Today, Marc suggested that the Lurenti -- or at least one subtype of Lurenti -- is a LASH design, with the riders connected externally.
 
So the way I saw the Lurenti is as a cavernous carrier: the Nolikians were all inside the tender. That's why (for instance) you had Sloans screening while they deployed in battle.

Today, Marc suggested that the Lurenti -- or at least one subtype of Lurenti -- is a LASH design, with the riders connected externally.
External carriage is the normal Lurenti from Spinward Marches Campaign. CT High Guard explains (p 32, Vehicle Launch Facilities) that "Ships which have a type 7 configuration hull carry craft and ships attached to their exterior." And since the Lurenti is config 7, the Nolikians are carried outside. There's so many other problems with the Lurenti as described that it probably doesn't matter what you do. The screening while deploying confused me, too, since distributed carriers launch all ships simultaneously.

I don't know what LASH is, though.
 
External carriage is the normal Lurenti from Spinward Marches Campaign. CT High Guard explains (p 32, Vehicle Launch Facilities) that "Ships which have a type 7 configuration hull carry craft and ships attached to their exterior." And since the Lurenti is config 7, the Nolikians are carried outside. There's so many other problems with the Lurenti as described that it probably doesn't matter what you do. The screening while deploying confused me, too, since distributed carriers launch all ships simultaneously.
The way I read B.5, while you can launch (and recover) all the sub-craft in one turn, they will be in the same line as the tender. Thus if you want your tender to not be in the battle line, you need a screen of escorts to be the battle line during launch and recovery operations. A bit rough of the escorts, but they're a heck of a lot cheaper than a battle tender.
 
The way I read B.5, while you can launch (and recover) all the sub-craft in one turn, they will be in the same line as the tender. Thus if you want your tender to not be in the battle line, you need a screen of escorts to be the battle line during launch and recovery operations. A bit rough of the escorts, but they're a heck of a lot cheaper than a battle tender.
I agree that's the case when you launch your riders, but that implies keeping them onboard the Lurenti until the fight starts and launching riders at the beginning of the fight. That seems like a bad plan to me. I would launch the riders immediately on jumping into the system and form up lines right then before anyone has any hope of doing anything about it. Is there a downside to this?
 
I agree that's the case when you launch your riders, but that implies keeping them onboard the Lurenti until the fight starts and launching riders at the beginning of the fight. That seems like a bad plan to me. I would launch the riders immediately on jumping into the system and form up lines right then before anyone has any hope of doing anything about it. Is there a downside to this?
Probably not, assuming nothing's gone terribly wrong. That doesn't address leaving, though.
 
Probably not, assuming nothing's gone terribly wrong. That doesn't address leaving, though.
When you're leaving, you already know who's close and can normally arrange a safe area to jump out.

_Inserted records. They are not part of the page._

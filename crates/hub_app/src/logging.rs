//! Logging initialization for hub_app, routed by configuration.
//!
//! The file destination writes `./hub.log` in the current working
//! directory.

use std::fs::File;

use log::LevelFilter;
use serde::{Deserialize, Serialize};
use simplelog::{
    ColorChoice, CombinedLogger, ConfigBuilder, SharedLogger, TermLogger, TerminalMode,
    WriteLogger,
};

const LOG_FILE: &str = "./hub.log";

/// Where log output goes; selected through `AppConfig`.
#[derive(Debug, Clone, Copy, PartialEq, Eq, Default, Serialize, Deserialize)]
pub enum LogDestination {
    /// `./hub.log` in the current working directory.
    #[default]
    File,
    /// Terminal (stdout) only.
    Terminal,
    /// Both file and terminal.
    Both,
}

impl LogDestination {
    fn wants_file(self) -> bool {
        matches!(self, LogDestination::File | LogDestination::Both)
    }

    fn wants_terminal(self) -> bool {
        matches!(self, LogDestination::Terminal | LogDestination::Both)
    }
}

/// Initialize the global logger for the configured destination.
///
/// An unwritable log file degrades to whatever other destination remains;
/// it never aborts startup.
pub fn initialize(destination: LogDestination) {
    let level = LevelFilter::Info;
    let config = ConfigBuilder::new()
        .set_time_format_rfc3339()
        .set_target_level(LevelFilter::Error)
        .build();

    let mut loggers: Vec<Box<dyn SharedLogger>> = Vec::new();
    if destination.wants_terminal() {
        loggers.push(TermLogger::new(
            level,
            config.clone(),
            TerminalMode::Mixed,
            ColorChoice::Auto,
        ));
    }
    if destination.wants_file() {
        match File::create(LOG_FILE) {
            Ok(file) => loggers.push(WriteLogger::new(level, config.clone(), file)),
            Err(err) => {
                eprintln!("Warning: could not create log file at {LOG_FILE}: {err}");
            }
        }
    }

    if !loggers.is_empty() {
        let _ = CombinedLogger::init(loggers);
    }
}
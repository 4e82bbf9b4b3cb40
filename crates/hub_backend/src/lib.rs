//! Hub backend: HTTP client for the acquisition backend and the command
//! thread that runs it.
mod api;
mod handle;
mod http;
mod types;

pub use api::ApiClient;
pub use handle::{BackendCommand, BackendEvent, BackendHandle};
pub use http::{ClientSettings, HttpApiClient};
pub use types::{
    ApiError, DeleteAck, JobStatus, RecordDto, RecordPage, ScrapeKind, SelectAck, StartAck,
};
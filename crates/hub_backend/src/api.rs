use crate::types::{ApiError, DeleteAck, JobStatus, RecordPage, ScrapeKind, SelectAck, StartAck};

/// The backend surface this client consumes. One trait so tests can script
/// a backend without a socket.
#[async_trait::async_trait]
pub trait ApiClient: Send + Sync {
    async fn start_job(&self, kind: ScrapeKind, url: Option<&str>) -> Result<StartAck, ApiError>;

    async fn job_status(&self) -> Result<JobStatus, ApiError>;

    async fn list_records(&self) -> Result<RecordPage, ApiError>;

    async fn select_record(&self, index: usize) -> Result<SelectAck, ApiError>;

    async fn delete_record(&self, index: usize) -> Result<DeleteAck, ApiError>;
}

If not, HG p 38 says, "A ship with a dispersed structure configuration may launch all its vessels in one turn. Recovery of craft is performed at the same rate." So the Lurenti does all the prep for jumping out with Nolikians deployed on the fighting line. A turn before jump, the riders rejoin the Lurenti on the rear line. You can jump out the next turn.

Presumably your screening ships will survive one more turn on the front line and then retreat on their own. If not, you've got 200 50-ton fighters. A squadron of them are probably worth sacrificing to save the carrier. The book 5 rules for running away from a fight are not easy to make work, I think, and I would be happier if some amount of skill checks were involved, but they can work in many cases as written, when using properly designed ships.
 
Presumably your screening ships will survive one more turn on the front line and then retreat on their own. If not, you've got 200 50-ton fighters. A squadron of them are probably worth sacrificing to save the carrier. The book 5 rules for running away from a fight are not easy to make work, I think, and I would be happier if some amount of skill checks were involved, but they can work in many cases as written, when using properly designed ships.
And here's the screen. Presumably the Imperium preferred using jump-capable ships that might make it out over fighters that would be definite sacrifices. Note that the tender is worth 23 billion credits, the riders 9.3 billion each (so about 65 billion for all seven), and the fighters 105 million each (or 21 billion for the lot). A Sloan is worth ~3.3 billion, so all seven cost about the same as the fighters. So the escorts cost the same, and have fewer crew than the fighters, and you might not lose them all if they're used as a screen, while the fighters are gone (because you jumped out and they can't). Also, if the universe behaves in ways other than as High Guard says, the fighters aren't much of a screen because they can't actually hurt serious warships.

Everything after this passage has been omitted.